The Hong Kong government is rolling out a “charm offensive” for international companies in an attempt to lure business that might otherwise go to other Asian financial centers back to Hong Kong. Described by John Lee as “the world’s biggest welcome, ever,” the campaign includes a PR initiative known as “Hello Hong Kong,” which promotes the city’s business environment. The Hong Kong government has also pledged to expedite visas for graduates of top universities, set aside money for international businesses to relocate to Hong Kong, and give away up to 500,000 free airline tickets to the city.

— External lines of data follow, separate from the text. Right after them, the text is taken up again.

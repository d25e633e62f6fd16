use crate::engine::constants::{
    HIGH_ENERGY_TONNES, HIGH_TRANSPORT_TONNES, LOW_RECYCLE_RATE, LOW_TRANSIT_SHARE,
    MAX_SUGGESTIONS,
};
use crate::models::{CalculatorInputs, EmissionBreakdown, Recommendation};

/// One advice rule: a predicate over the calculation and the suggestion it
/// unlocks.
struct AdviceRule {
    title: &'static str,
    description: &'static str,
    applies: fn(&CalculatorInputs, &EmissionBreakdown) -> bool,
}

/// Ordered rule list. The second and fourth entries are the else-branches of
/// their predecessors, encoded by negating the earlier predicate so every
/// rule stands alone.
const RULES: [AdviceRule; 6] = [
    AdviceRule {
        title: "Shift Commutes",
        description: "Combine trips, adopt public transit twice a week, and explore remote work days to cut vehicle kilometres.",
        applies: |_, breakdown| breakdown.transportation > HIGH_TRANSPORT_TONNES,
    },
    AdviceRule {
        title: "Increase Transit Share",
        description: "Blend cycling or metro for routes under 10 km to immediately cut commuting emissions by up to 25%.",
        applies: |inputs, breakdown| {
            !(breakdown.transportation > HIGH_TRANSPORT_TONNES)
                && inputs.public_transit_kilometres < inputs.car_kilometres * LOW_TRANSIT_SHARE
        },
    },
    AdviceRule {
        title: "Upgrade Home Efficiency",
        description: "Switch to 5-star appliances, seal air leaks, and explore rooftop solar to trim electricity load.",
        applies: |_, breakdown| breakdown.energy > HIGH_ENERGY_TONNES,
    },
    AdviceRule {
        title: "Automate Energy Monitoring",
        description: "Deploy smart plugs and weekly energy audits to keep your electricity footprint trending down.",
        applies: |_, breakdown| !(breakdown.energy > HIGH_ENERGY_TONNES),
    },
    AdviceRule {
        title: "Experiment with Low-Carbon Meals",
        description: "Swap two meat-heavy meals each week with plant-forward recipes; this saves ~0.5 t CO₂e annually.",
        applies: |inputs, _| inputs.diet_profile.is_meat_forward(),
    },
    AdviceRule {
        title: "Expand Recycling Streams",
        description: "Introduce community recycling drop-offs and audit quarterly to raise diversion rates beyond 70%.",
        applies: |inputs, _| inputs.recycle_rate < LOW_RECYCLE_RATE,
    },
];

/// Evaluate the rule list against a calculation, keeping at most
/// `MAX_SUGGESTIONS` matches in rule order. Pure and total.
pub fn build_recommendations(
    inputs: &CalculatorInputs,
    breakdown: &EmissionBreakdown,
) -> Vec<Recommendation> {
    RULES
        .iter()
        .filter(|rule| (rule.applies)(inputs, breakdown))
        .take(MAX_SUGGESTIONS)
        .map(|rule| Recommendation::new(rule.title, rule.description))
        .collect()
}
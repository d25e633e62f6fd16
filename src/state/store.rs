use serde::{Deserialize, Serialize};

use crate::error::Result;
use crate::models::CalculationRecord;
use crate::state::persistence::{KeyValueStore, STATE_KEY};

/// The persisted shape: the most recent record plus the full newest-first log.
#[derive(Debug, Clone, Default, PartialEq, Serialize, Deserialize)]
pub struct CalculatorState {
    #[serde(default, skip_serializing_if = "Option::is_none")]
    pub latest: Option<CalculationRecord>,

    #[serde(default)]
    pub history: Vec<CalculationRecord>,
}

/// Owns the working state and writes every mutation through the persistence
/// port. Append-only from the caller's side: no update, delete, or reorder.
pub struct HistoryStore<P: KeyValueStore> {
    state: CalculatorState,
    port: P,
}

impl<P: KeyValueStore> HistoryStore<P> {
    /// Hydrate from the persisted entry, or start empty when none exists.
    pub fn open(port: P) -> Result<Self> {
        let state = match port.load(STATE_KEY)? {
            Some(raw) => serde_json::from_str(&raw)?,
            None => CalculatorState::default(),
        };
        Ok(Self { state, port })
    }

    /// Record a calculation: set latest, prepend to history, flush.
    ///
    /// A failed flush surfaces as an error; the in-memory state keeps the
    /// record either way.
    pub fn add_calculation(&mut self, record: CalculationRecord) -> Result<()> {
        self.state.latest = Some(record.clone());
        self.state.history.insert(0, record);
        self.flush()
    }

    pub fn latest(&self) -> Option<&CalculationRecord> {
        self.state.latest.as_ref()
    }

    /// Newest-first log of every stored calculation.
    pub fn history(&self) -> &[CalculationRecord] {
        &self.state.history
    }

    pub fn len(&self) -> usize {
        self.state.history.len()
    }

    pub fn is_empty(&self) -> bool {
        self.state.history.is_empty()
    }

    fn flush(&mut self) -> Result<()> {
        let json = serde_json::to_string_pretty(&self.state)?;
        self.port.save(STATE_KEY, &json)
    }
}

/// Clear the persisted entry by saving the empty state through the port.
pub fn clear_state<P: KeyValueStore>(port: &mut P) -> Result<()> {
    let json = serde_json::to_string_pretty(&CalculatorState::default())?;
    port.save(STATE_KEY, &json)
}
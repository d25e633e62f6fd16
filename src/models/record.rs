use chrono::{DateTime, Utc};
use serde::{Deserialize, Serialize};

use crate::models::inputs::CalculatorInputs;

/// Per-category annual emissions, tonnes CO2e.
#[derive(Debug, Clone, Copy, PartialEq, Serialize, Deserialize)]
pub struct EmissionBreakdown {
    pub transportation: f64,
    pub energy: f64,
    pub diet: f64,
    pub waste: f64,
}

impl EmissionBreakdown {
    /// Sum of all four categories.
    #[inline]
    pub fn total(&self) -> f64 {
        self.transportation + self.energy + self.diet + self.waste
    }
}

/// A completed calculation, immutable once created.
///
/// Field names serialize in the persisted camelCase format
/// (`totalTonnes`, `comparisonToAverage`).
#[derive(Debug, Clone, PartialEq, Serialize, Deserialize)]
#[serde(rename_all = "camelCase")]
pub struct CalculationRecord {
    /// Unique id, strictly increasing in creation order.
    pub id: u64,

    /// Creation instant, RFC 3339 on the wire.
    pub timestamp: DateTime<Utc>,

    /// The inputs the calculation ran on.
    pub inputs: CalculatorInputs,

    pub breakdown: EmissionBreakdown,

    /// Sum of the breakdown categories.
    pub total_tonnes: f64,

    /// Percentage deviation from the configured global average.
    pub comparison_to_average: f64,
}

#[cfg(test)]
mod tests {
    use super::*;

    fn sample_breakdown() -> EmissionBreakdown {
        EmissionBreakdown {
            transportation: 3.9915,
            energy: 0.1968,
            diet: 2.5,
            waste: 0.013195,
        }
    }

    #[test]
    fn test_total_sums_components() {
        let breakdown = sample_breakdown();
        let expected = 3.9915 + 0.1968 + 2.5 + 0.013195;
        assert!((breakdown.total() - expected).abs() < 1e-12);
    }

    #[test]
    fn test_record_uses_external_field_names() {
        let breakdown = sample_breakdown();
        let record = CalculationRecord {
            id: 1,
            timestamp: Utc::now(),
            inputs: CalculatorInputs::default(),
            breakdown,
            total_tonnes: breakdown.total(),
            comparison_to_average: 0.0,
        };

        let value = serde_json::to_value(&record).unwrap();
        assert!(value.get("totalTonnes").is_some());
        assert!(value.get("comparisonToAverage").is_some());
        assert!(value["inputs"].get("carKilometres").is_some());
        assert!(value["breakdown"].get("transportation").is_some());
    }

    #[test]
    fn test_record_round_trips_through_json() {
        let breakdown = sample_breakdown();
        let record = CalculationRecord {
            id: 42,
            timestamp: Utc::now(),
            inputs: CalculatorInputs::default(),
            breakdown,
            total_tonnes: breakdown.total(),
            comparison_to_average: 12.5,
        };

        let json = serde_json::to_string(&record).unwrap();
        let reloaded: CalculationRecord = serde_json::from_str(&json).unwrap();
        assert_eq!(record, reloaded);
    }
}
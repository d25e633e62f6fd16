/// Car travel: 192 g CO2e per kilometre.
pub const CAR_TONNES_PER_KM: f64 = 0.000192;

/// Air travel: 90 kg CO2e per flight hour.
pub const AIR_TONNES_PER_HOUR: f64 = 0.09;

/// Public transit: 45 g CO2e per kilometre.
pub const TRANSIT_TONNES_PER_KM: f64 = 0.000045;

/// Grid electricity, per kWh of the monthly figure. The factor folds the
/// monthly-to-annual convention in; keep it as one number.
pub const ELECTRICITY_TONNES_PER_KWH: f64 = 0.00082;

/// Household waste: 520 g CO2e per kilogram of the monthly figure.
pub const WASTE_TONNES_PER_KG: f64 = 0.00052;

/// Ceiling on the waste discount from recycling plus composting.
pub const MAX_WASTE_DIVERSION: f64 = 0.85;

// ─────────────────────────────────────────────────────────────────────────────
// Diet profiles and benchmarks
// ─────────────────────────────────────────────────────────────────────────────

/// Annual diet emissions per profile, tonnes CO2e.
pub const VEGAN_DIET_TONNES: f64 = 1.5;
pub const VEGETARIAN_DIET_TONNES: f64 = 1.7;
pub const LIGHT_MEAT_DIET_TONNES: f64 = 1.9;
pub const MEDIUM_MEAT_DIET_TONNES: f64 = 2.5;
pub const HEAVY_MEAT_DIET_TONNES: f64 = 3.3;

/// Global average footprint used for benchmarking, tonnes CO2e per year.
pub const GLOBAL_AVERAGE_TONNES: f64 = 2.4;

/// Paris-aligned per-person target, tonnes CO2e per year.
pub const PARIS_TARGET_TONNES: f64 = 2.0;

/// Reference trajectory: starts here and descends toward the target.
pub const PARIS_PATH_START_TONNES: f64 = 4.5;

/// Reference trajectory: decline per stored calculation.
pub const PARIS_PATH_STEP_TONNES: f64 = 0.3;

// ─────────────────────────────────────────────────────────────────────────────
// Recommendation thresholds
// ─────────────────────────────────────────────────────────────────────────────

/// Transportation above this is flagged as the dominant lever.
pub const HIGH_TRANSPORT_TONNES: f64 = 3.0;

/// Transit below this fraction of car distance counts as underused.
pub const LOW_TRANSIT_SHARE: f64 = 0.2;

/// Energy above this suggests efficiency upgrades over monitoring.
pub const HIGH_ENERGY_TONNES: f64 = 2.5;

/// Recycling below this percentage triggers diversion advice.
pub const LOW_RECYCLE_RATE: f64 = 60.0;

/// Hard cap on suggestions per calculation.
pub const MAX_SUGGESTIONS: usize = 4;

// ─────────────────────────────────────────────────────────────────────────────
// Display thresholds
// ─────────────────────────────────────────────────────────────────────────────

/// Records required before trends are shown.
pub const MIN_TREND_RECORDS: usize = 2;

/// Entries in the post-calculation history preview.
pub const HISTORY_PREVIEW_LEN: usize = 5;
use std::fs;

use tempfile::tempdir;

use ecotrack_rs::engine::{derive_record, EngineConfig};
use ecotrack_rs::interface::write_history_csv;
use ecotrack_rs::models::{CalculationRecord, CalculatorInputs};
use ecotrack_rs::state::{clear_state, HistoryStore, JsonFileStore, STATE_KEY};

fn record_with_car(car_kilometres: f64) -> CalculationRecord {
    let inputs = CalculatorInputs {
        car_kilometres,
        ..CalculatorInputs::default()
    };
    derive_record(inputs, &EngineConfig::default())
}

#[test]
fn test_history_orders_newest_first() {
    let dir = tempdir().unwrap();
    let mut store = HistoryStore::open(JsonFileStore::new(dir.path())).unwrap();

    for car in [1_000.0, 2_000.0, 3_000.0] {
        store.add_calculation(record_with_car(car)).unwrap();
    }

    assert_eq!(store.len(), 3);
    assert_eq!(store.history()[0].inputs.car_kilometres, 3_000.0);
    assert_eq!(store.history()[2].inputs.car_kilometres, 1_000.0);
    assert_eq!(store.latest(), Some(&store.history()[0]));
}

#[test]
fn test_smaller_footprint_still_lands_on_top() {
    let dir = tempdir().unwrap();
    let mut store = HistoryStore::open(JsonFileStore::new(dir.path())).unwrap();

    store.add_calculation(record_with_car(30_000.0)).unwrap();
    store.add_calculation(record_with_car(100.0)).unwrap();

    // Ordering is by recency, never by magnitude.
    assert!(store.history()[0].total_tonnes < store.history()[1].total_tonnes);
}

#[test]
fn test_fresh_directory_hydrates_empty() {
    let dir = tempdir().unwrap();
    let store = HistoryStore::open(JsonFileStore::new(dir.path())).unwrap();

    assert!(store.is_empty());
    assert!(store.latest().is_none());
}

#[test]
fn test_state_survives_reopen() {
    let dir = tempdir().unwrap();

    let first;
    let second;
    {
        let mut store = HistoryStore::open(JsonFileStore::new(dir.path())).unwrap();
        first = record_with_car(8_000.0);
        second = record_with_car(9_000.0);
        store.add_calculation(first.clone()).unwrap();
        store.add_calculation(second.clone()).unwrap();
    }

    let reopened = HistoryStore::open(JsonFileStore::new(dir.path())).unwrap();
    assert_eq!(reopened.history(), &[second.clone(), first]);
    assert_eq!(reopened.latest(), Some(&second));
}

#[test]
fn test_persisted_file_uses_external_format() {
    let dir = tempdir().unwrap();
    let mut store = HistoryStore::open(JsonFileStore::new(dir.path())).unwrap();
    store.add_calculation(record_with_car(12_000.0)).unwrap();

    let path = dir.path().join(format!("{}.json", STATE_KEY));
    let raw = fs::read_to_string(path).unwrap();

    assert!(raw.contains("\"totalTonnes\""));
    assert!(raw.contains("\"comparisonToAverage\""));
    assert!(raw.contains("\"carKilometres\""));
    assert!(raw.contains("\"publicTransitKilometres\""));
    assert!(raw.contains("\"dietProfile\": \"mediumMeat\""));
}

#[test]
fn test_clear_state_empties_reopened_store() {
    let dir = tempdir().unwrap();

    {
        let mut store = HistoryStore::open(JsonFileStore::new(dir.path())).unwrap();
        store.add_calculation(record_with_car(5_000.0)).unwrap();
    }

    let mut port = JsonFileStore::new(dir.path());
    clear_state(&mut port).unwrap();

    let reopened = HistoryStore::open(JsonFileStore::new(dir.path())).unwrap();
    assert!(reopened.is_empty());
    assert!(reopened.latest().is_none());
}

#[test]
fn test_csv_export_is_chronological() {
    let dir = tempdir().unwrap();
    let mut store = HistoryStore::open(JsonFileStore::new(dir.path())).unwrap();
    store.add_calculation(record_with_car(1_000.0)).unwrap();
    store.add_calculation(record_with_car(2_000.0)).unwrap();

    let csv_path = dir.path().join("export.csv");
    write_history_csv(&csv_path, store.history()).unwrap();

    let raw = fs::read_to_string(&csv_path).unwrap();
    let lines: Vec<&str> = raw.lines().collect();

    assert_eq!(lines.len(), 3);
    assert!(lines[0].starts_with("id,timestamp,car_kilometres"));

    // Oldest row first: ids were minted in insertion order.
    let id_of = |line: &str| -> u64 { line.split(',').next().unwrap().parse().unwrap() };
    assert!(id_of(lines[1]) < id_of(lines[2]));
}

This all-out push to attract foreign business and talent comes on the heels of a notable decline in Hong Kong’s status as an international business hub. Since 2019, the number of international businesses with regional headquarters in Hong Kong has declined precipitously, falling to an all time low in 2021. Tourism has similarly declined, with visas and hotel bookings falling as a result of Hong Kong’s Covid control policies. This decline in Hong Kong’s status has also been marked by a notable immigration outflow, with emigration numbers recently reaching the highest in the city’s history.
John Lee’s push to attract international businesses to Hong Kong is indicative of the degree to which the Hong Kong government wants to disguise the significant political risks it has created—not just to international companies, but also to any foreign expat who wants to live in the city. As noted in HKDC’s report Business Not as Usual, international companies urgently need to develop a set of Hong Kong-specific compliance and ethics policies that will address these risks.
The issuance of expedited visas to graduates of top global universities may also indicate that the Hong Kong government is facing a “brain drain” owing to increased immigration outflows. As international businesses leave Hong Kong, this problem will only increase, as both native Hong Kong hours, and expats look elsewhere for economic opportunities in competitive fields.